Allowable retail occupancies can be limited in size and intensity, for example, to (only): craft stores, art galleries, jewelry stores, anything trading in small objects that doesn’t require large truck deliveries, masses of customers and won’t generate trash by the dumpster load.
Professional office occupancies can be allowed as in RB zoning. Most residential occupancies can be allowed, including small apartments and boarding. B&Bs might be a conditional use because of their parking needs.
It’s worth remembering, almost all of what’s good about Park Row came into being before Chestertown had any zoning (before 1974), most notably the five 19th Century buildings of high historic value. As the attached drawing SE/5 shows, what has hurt Park Row’s historic structures most is the 20th Century remodeling for retail merchandizing. Otherwise, Park Row has continued to be a mixed-use neighborhood of residences, retail, and professional offices. That these occupancies co-exist side by side is not the problem. The problem is, the Town’s C2 zoning does not permit the five 19th Century dwellings to be occupied as historically designed. Three and a half decades of C2 zoning is one of the reasons Park Row is in trouble.
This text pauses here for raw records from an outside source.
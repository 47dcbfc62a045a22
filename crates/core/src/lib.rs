// SPDX-License-Identifier: MIT
// Copyright (c) 2026 Immo Labs

//! immo-core: Shared library for the immo operations manager.
//!
//! This crate provides the domain types, wire contracts, and canonical
//! user-facing message strings used by both the immo client (offline-first
//! sync layer) and the immo server (REST backend).

pub mod messages;
pub mod operation;
pub mod wire;

pub use operation::{
    DisplayOperation, Operation, OperationDraft, PendingWrite, MAX_COMMERCIAL_NAME_LEN,
};
pub use wire::{ApiError, CreateOperationRequest, CreateOperationResponse, ListOperationsResponse};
That may be true for other neighborhoods downtown too.
Neighborhoods are the product of their own micro-economics and micro-history. C2 zoning, a pretty good match for the 20th century storefronts in our downtown core, can be reworked to be better at encouraging business diversity and at nurturing historic preservation. However, at the fringes of our downtown core we have retail and office activity overlapping high-value historic dwellings (Upper High Street, Park Row, and the 200-300 blocks of Cannon). These areas are well placed to act as transitional neighborhoods between the bustle of downtown retail and the peace residential neighborhoods seek. HD-MU zoning (if that’s what it gets called) can provide the desirable transition between the two.
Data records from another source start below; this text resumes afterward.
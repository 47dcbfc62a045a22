// SPDX-License-Identifier: MIT
// Copyright (c) 2026 Immo Labs

//! SQLite-backed repository for companies and operations.

use chrono::{Duration, NaiveDate, Utc};
use rusqlite::{params, Connection, OptionalExtension};
use std::path::Path;

use immo_core::Operation;

use crate::error::Result;

/// Duplicate names are rejected within this window around the delivery
/// date, in days (ten years either side).
pub const DUPLICATE_WINDOW_DAYS: i64 = 3650;

/// SQL schema for the server database.
pub const SCHEMA: &str = r#"
CREATE TABLE IF NOT EXISTS companies (
    id TEXT PRIMARY KEY,
    name TEXT NOT NULL
);

CREATE TABLE IF NOT EXISTS operations (
    id TEXT PRIMARY KEY,
    client_ref TEXT UNIQUE,
    commercial_name TEXT NOT NULL,
    company_id TEXT NOT NULL,
    address TEXT NOT NULL,
    delivery_date TEXT NOT NULL,
    available_lots INTEGER NOT NULL,
    reserved_lots INTEGER NOT NULL DEFAULT 0,
    created_at TEXT NOT NULL,
    FOREIGN KEY (company_id) REFERENCES companies(id)
);

CREATE INDEX IF NOT EXISTS idx_operations_name ON operations(commercial_name);
CREATE INDEX IF NOT EXISTS idx_operations_delivery ON operations(delivery_date);
"#;

/// Companies present in every fresh database.
const SEED_COMPANIES: &[(&str, &str)] = &[
    ("1111", "Societe A"),
    ("2222", "Societe B"),
    ("3333", "Societe C"),
];

/// Data access for companies and operations.
pub struct Repository {
    conn: Connection,
}

impl Repository {
    /// Open (or create) the repository at the given path.
    pub fn open(path: &Path) -> Result<Self> {
        if let Some(parent) = path.parent() {
            if !parent.exists() {
                std::fs::create_dir_all(parent)?;
            }
        }

        let conn = Connection::open(path)?;
        conn.execute_batch(
            "PRAGMA foreign_keys = ON;
             PRAGMA journal_mode = WAL;
             PRAGMA busy_timeout = 5000;",
        )?;
        let repo = Repository { conn };
        repo.init()?;
        Ok(repo)
    }

    /// Open an in-memory repository, for tests.
    pub fn open_in_memory() -> Result<Self> {
        let conn = Connection::open_in_memory()?;
        conn.execute_batch("PRAGMA foreign_keys = ON;")?;
        let repo = Repository { conn };
        repo.init()?;
        Ok(repo)
    }

    fn init(&self) -> Result<()> {
        self.conn.execute_batch(SCHEMA)?;
        for (id, name) in SEED_COMPANIES {
            self.conn.execute(
                "INSERT OR IGNORE INTO companies (id, name) VALUES (?1, ?2)",
                params![id, name],
            )?;
        }
        Ok(())
    }

    /// Whether a company with this id exists.
    pub fn company_exists(&self, company_id: &str) -> Result<bool> {
        let found: bool = self.conn.query_row(
            "SELECT COUNT(*) > 0 FROM companies WHERE id = ?1",
            params![company_id],
            |row| row.get(0),
        )?;
        Ok(found)
    }

    /// Whether an operation with the same name (case-insensitive) exists
    /// with a delivery date within ten years of the given one, inclusive.
    pub fn name_exists_in_window(&self, commercial_name: &str, delivery_date: NaiveDate) -> Result<bool> {
        let from = delivery_date - Duration::days(DUPLICATE_WINDOW_DAYS);
        let to = delivery_date + Duration::days(DUPLICATE_WINDOW_DAYS);
        let found: bool = self.conn.query_row(
            "SELECT COUNT(*) > 0 FROM operations
             WHERE LOWER(commercial_name) = LOWER(?1)
               AND delivery_date >= ?2 AND delivery_date <= ?3",
            params![commercial_name, from.to_string(), to.to_string()],
            |row| row.get(0),
        )?;
        Ok(found)
    }

    /// Look up an operation previously created under this client reference.
    pub fn find_by_client_ref(&self, client_ref: &str) -> Result<Option<Operation>> {
        let row = self
            .conn
            .query_row(
                "SELECT id, commercial_name, company_id, address, delivery_date,
                        available_lots, reserved_lots
                 FROM operations WHERE client_ref = ?1",
                params![client_ref],
                map_operation_row,
            )
            .optional()?;
        match row {
            Some(raw) => Ok(Some(operation_from_row(raw)?)),
            None => Ok(None),
        }
    }

    /// Persist a new operation.
    pub fn save(&self, operation: &Operation, client_ref: Option<&str>) -> Result<()> {
        self.conn.execute(
            "INSERT INTO operations
             (id, client_ref, commercial_name, company_id, address, delivery_date,
              available_lots, reserved_lots, created_at)
             VALUES (?1, ?2, ?3, ?4, ?5, ?6, ?7, ?8, ?9)",
            params![
                operation.id,
                client_ref,
                operation.commercial_name,
                operation.company_id,
                operation.address,
                operation.delivery_date.to_string(),
                operation.available_lots,
                operation.reserved_lots,
                Utc::now().to_rfc3339(),
            ],
        )?;
        Ok(())
    }

    /// All operations, oldest first.
    pub fn list_all(&self) -> Result<Vec<Operation>> {
        let mut stmt = self.conn.prepare(
            "SELECT id, commercial_name, company_id, address, delivery_date,
                    available_lots, reserved_lots
             FROM operations ORDER BY created_at ASC, id ASC",
        )?;
        let rows = stmt.query_map([], map_operation_row)?;

        let mut operations = Vec::new();
        for row in rows {
            operations.push(operation_from_row(row?)?);
        }
        Ok(operations)
    }
}

type RawOperationRow = (String, String, String, String, String, u32, u32);

fn map_operation_row(row: &rusqlite::Row<'_>) -> rusqlite::Result<RawOperationRow> {
    Ok((
        row.get(0)?,
        row.get(1)?,
        row.get(2)?,
        row.get(3)?,
        row.get(4)?,
        row.get(5)?,
        row.get(6)?,
    ))
}

fn operation_from_row(raw: RawOperationRow) -> Result<Operation> {
    let (id, commercial_name, company_id, address, delivery_date, available, reserved) = raw;
    let delivery_date = delivery_date.parse().map_err(|e| {
        crate::error::Error::CorruptedData(format!("operation {id}: bad delivery date: {e}"))
    })?;
    Ok(Operation {
        id,
        commercial_name,
        company_id,
        address,
        delivery_date,
        available_lots: available,
        reserved_lots: reserved,
    })
}

#[cfg(test)]
#[path = "db_tests.rs"]
mod tests;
As a community of small businesses in a historic marketplace, we can help minimize the drag zoning places on our delicate economy. Our Planning Commission can provide leadership by asking downtown business owners, property owners, and preservationists for their input:
- What restrictions are truly necessary to nurture our businesses? And where?
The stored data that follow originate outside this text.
// SPDX-License-Identifier: MIT
// Copyright (c) 2026 Immo Labs

//! Error types for immo-server operations.
//!
//! Business rejections render as the French messages the client matches on,
//! so their wording lives in immo-core and is referenced here rather than
//! repeated.

use thiserror::Error;

use immo_core::messages;

/// All possible errors from repository and business operations.
#[derive(Debug, Error)]
pub enum Error {
    #[error("{}", messages::NAME_TOO_LONG)]
    NameTooLong,

    #[error("{}", messages::LOTS_NOT_POSITIVE)]
    InvalidLotCount,

    #[error("{}", messages::COMPANY_NOT_FOUND)]
    CompanyNotFound,

    #[error("{}", messages::DUPLICATE_NAME)]
    DuplicateName,

    #[error("database error: {0}")]
    Database(#[from] rusqlite::Error),

    #[error("io error: {0}")]
    Io(#[from] std::io::Error),

    #[error("corrupted record: {0}")]
    CorruptedData(String),
}

impl Error {
    /// Whether this error is a client-side rejection (HTTP 400) rather
    /// than a server fault (HTTP 500).
    pub fn is_rejection(&self) -> bool {
        matches!(
            self,
            Error::NameTooLong
                | Error::InvalidLotCount
                | Error::CompanyNotFound
                | Error::DuplicateName
        )
    }
}

/// Result type for immo-server operations.
pub type Result<T> = std::result::Result<T, Error>;
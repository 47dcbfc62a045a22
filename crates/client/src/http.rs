// SPDX-License-Identifier: MIT
// Copyright (c) 2026 Immo Labs

//! HTTP gateway implementation backed by ureq.
//!
//! ureq is a blocking client, so every request runs on the tokio blocking
//! pool. The agent is configured to surface non-2xx responses as plain
//! responses rather than transport errors: the server puts its French
//! validation messages in `400` bodies and those must reach the caller.

use std::time::Duration;

use ureq::Agent;

use immo_core::{
    ApiError, CreateOperationRequest, CreateOperationResponse, ListOperationsResponse, Operation,
    OperationDraft,
};

use crate::error::GatewayError;
use crate::gateway::{GatewayFuture, OperationGateway};

/// Gateway talking to the immo REST API.
pub struct HttpGateway {
    agent: Agent,
    base_url: String,
}

impl HttpGateway {
    /// Create a gateway for the API rooted at `base_url`
    /// (e.g. `http://127.0.0.1:3000`).
    pub fn new(base_url: impl Into<String>) -> Self {
        let config = Agent::config_builder()
            .http_status_as_error(false)
            .timeout_global(Some(Duration::from_secs(10)))
            .build();
        HttpGateway {
            agent: config.new_agent(),
            base_url: base_url.into().trim_end_matches('/').to_string(),
        }
    }

    fn operations_url(&self) -> String {
        format!("{}/operations", self.base_url)
    }
}

impl OperationGateway for HttpGateway {
    fn list(&self) -> GatewayFuture<'_, Vec<Operation>> {
        let agent = self.agent.clone();
        let url = self.operations_url();
        Box::pin(async move {
            tokio::task::spawn_blocking(move || fetch_list(&agent, &url))
                .await
                .map_err(|e| GatewayError::Network(format!("request task failed: {e}")))?
        })
    }

    fn create<'a>(
        &'a self,
        draft: &'a OperationDraft,
        client_ref: Option<&'a str>,
    ) -> GatewayFuture<'a, Operation> {
        let agent = self.agent.clone();
        let url = self.operations_url();
        let request = CreateOperationRequest::from_draft(draft, client_ref.map(str::to_string));
        Box::pin(async move {
            tokio::task::spawn_blocking(move || send_create(&agent, &url, &request))
                .await
                .map_err(|e| GatewayError::Network(format!("request task failed: {e}")))?
        })
    }
}

fn fetch_list(agent: &Agent, url: &str) -> Result<Vec<Operation>, GatewayError> {
    let resp = agent
        .get(url)
        .call()
        .map_err(|e| GatewayError::Network(e.to_string()))?;
    let status = resp.status().as_u16();
    if !(200..300).contains(&status) {
        return Err(error_from_response(status, resp));
    }
    let body: ListOperationsResponse = resp
        .into_body()
        .read_json()
        .map_err(|e| GatewayError::Network(format!("invalid response body: {e}")))?;
    Ok(body.data)
}

fn send_create(
    agent: &Agent,
    url: &str,
    request: &CreateOperationRequest,
) -> Result<Operation, GatewayError> {
    let resp = agent
        .post(url)
        .send_json(request)
        .map_err(|e| GatewayError::Network(e.to_string()))?;
    let status = resp.status().as_u16();
    if !(200..300).contains(&status) {
        return Err(error_from_response(status, resp));
    }
    let body: CreateOperationResponse = resp
        .into_body()
        .read_json()
        .map_err(|e| GatewayError::Network(format!("invalid response body: {e}")))?;
    body.data
        .ok_or_else(|| GatewayError::Network("create response carried no record".to_string()))
}

/// Turn a non-2xx response into a [`GatewayError::Server`], keeping the
/// server's message when the body parses as the API error shape.
fn error_from_response(status: u16, resp: ureq::http::Response<ureq::Body>) -> GatewayError {
    let message = resp
        .into_body()
        .read_json::<ApiError>()
        .map(|body| body.error)
        .unwrap_or_else(|_| format!("HTTP {status}"));
    GatewayError::Server { status, message }
}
- What sources of income to preserve our trading base? And where?
A democratic review of these different points of view will slow the re-zoning process, that’s true. It will also help our business owners’ and property owners’ bottom lines. These financial improvements will last decades – short term planning pain for long term economic gains.
In a Historic District, every neighborhood should have zoning that supports its economy and heritage. Our downtown marketplace will flow more efficiently with the zoning faucet is turned on.
Peter Newlin is past-Chair of the Kent County Building Code Committee, and a past-member of Chestertown’s Historic District Commission. He has been a downtown property on Church Alley since 1978, practicing architecture. Peter and his firm, Chesapeake Architects, have won regional, state-wide and national awards for town planning, energy conservation, historic preservation and contemporary design. Copies of the Park Row Study can be found by clicking here (slow download)
Greg says
As a historical restoration/renovation contractor who has worked with Peter Newlin since 1982, and has restored and renovated many of the fine downtown Chestertown Historic Distric properties and homes, including the Town Hall and Imperial Hotel, Peter is right on with his statement that zoning should support the local economy and its heritage. it seems to me, in these difficult times, ecomomy wise, we need to attract more people to our local business owners by providing leadership by asking local business owners, property owners, and preservationist for their imput. Peter asks some very important questions and we need, as a communtity, to respond and support our local merchants.
Steve Payne says
Mixed use makes good sense. The entire concept of a vibrant city/town is a mix of residences stores and services.
M. says
What downtown Chestertown needs are more useful businesses, like a grocery store, a hardware store .How many times a year does a resident buy an antique, or a work of art? Why should we have to get in a car for a loaf of bread or bottle of milk? Oh for the days of McCrorys where you could get anything!
Gren Whitman says
This thoughtful proposal shouldn’t vanish — poof! — into the Internet ether!
It should be preserved for full consideration by the Mayor, City Manager, City Council, etc.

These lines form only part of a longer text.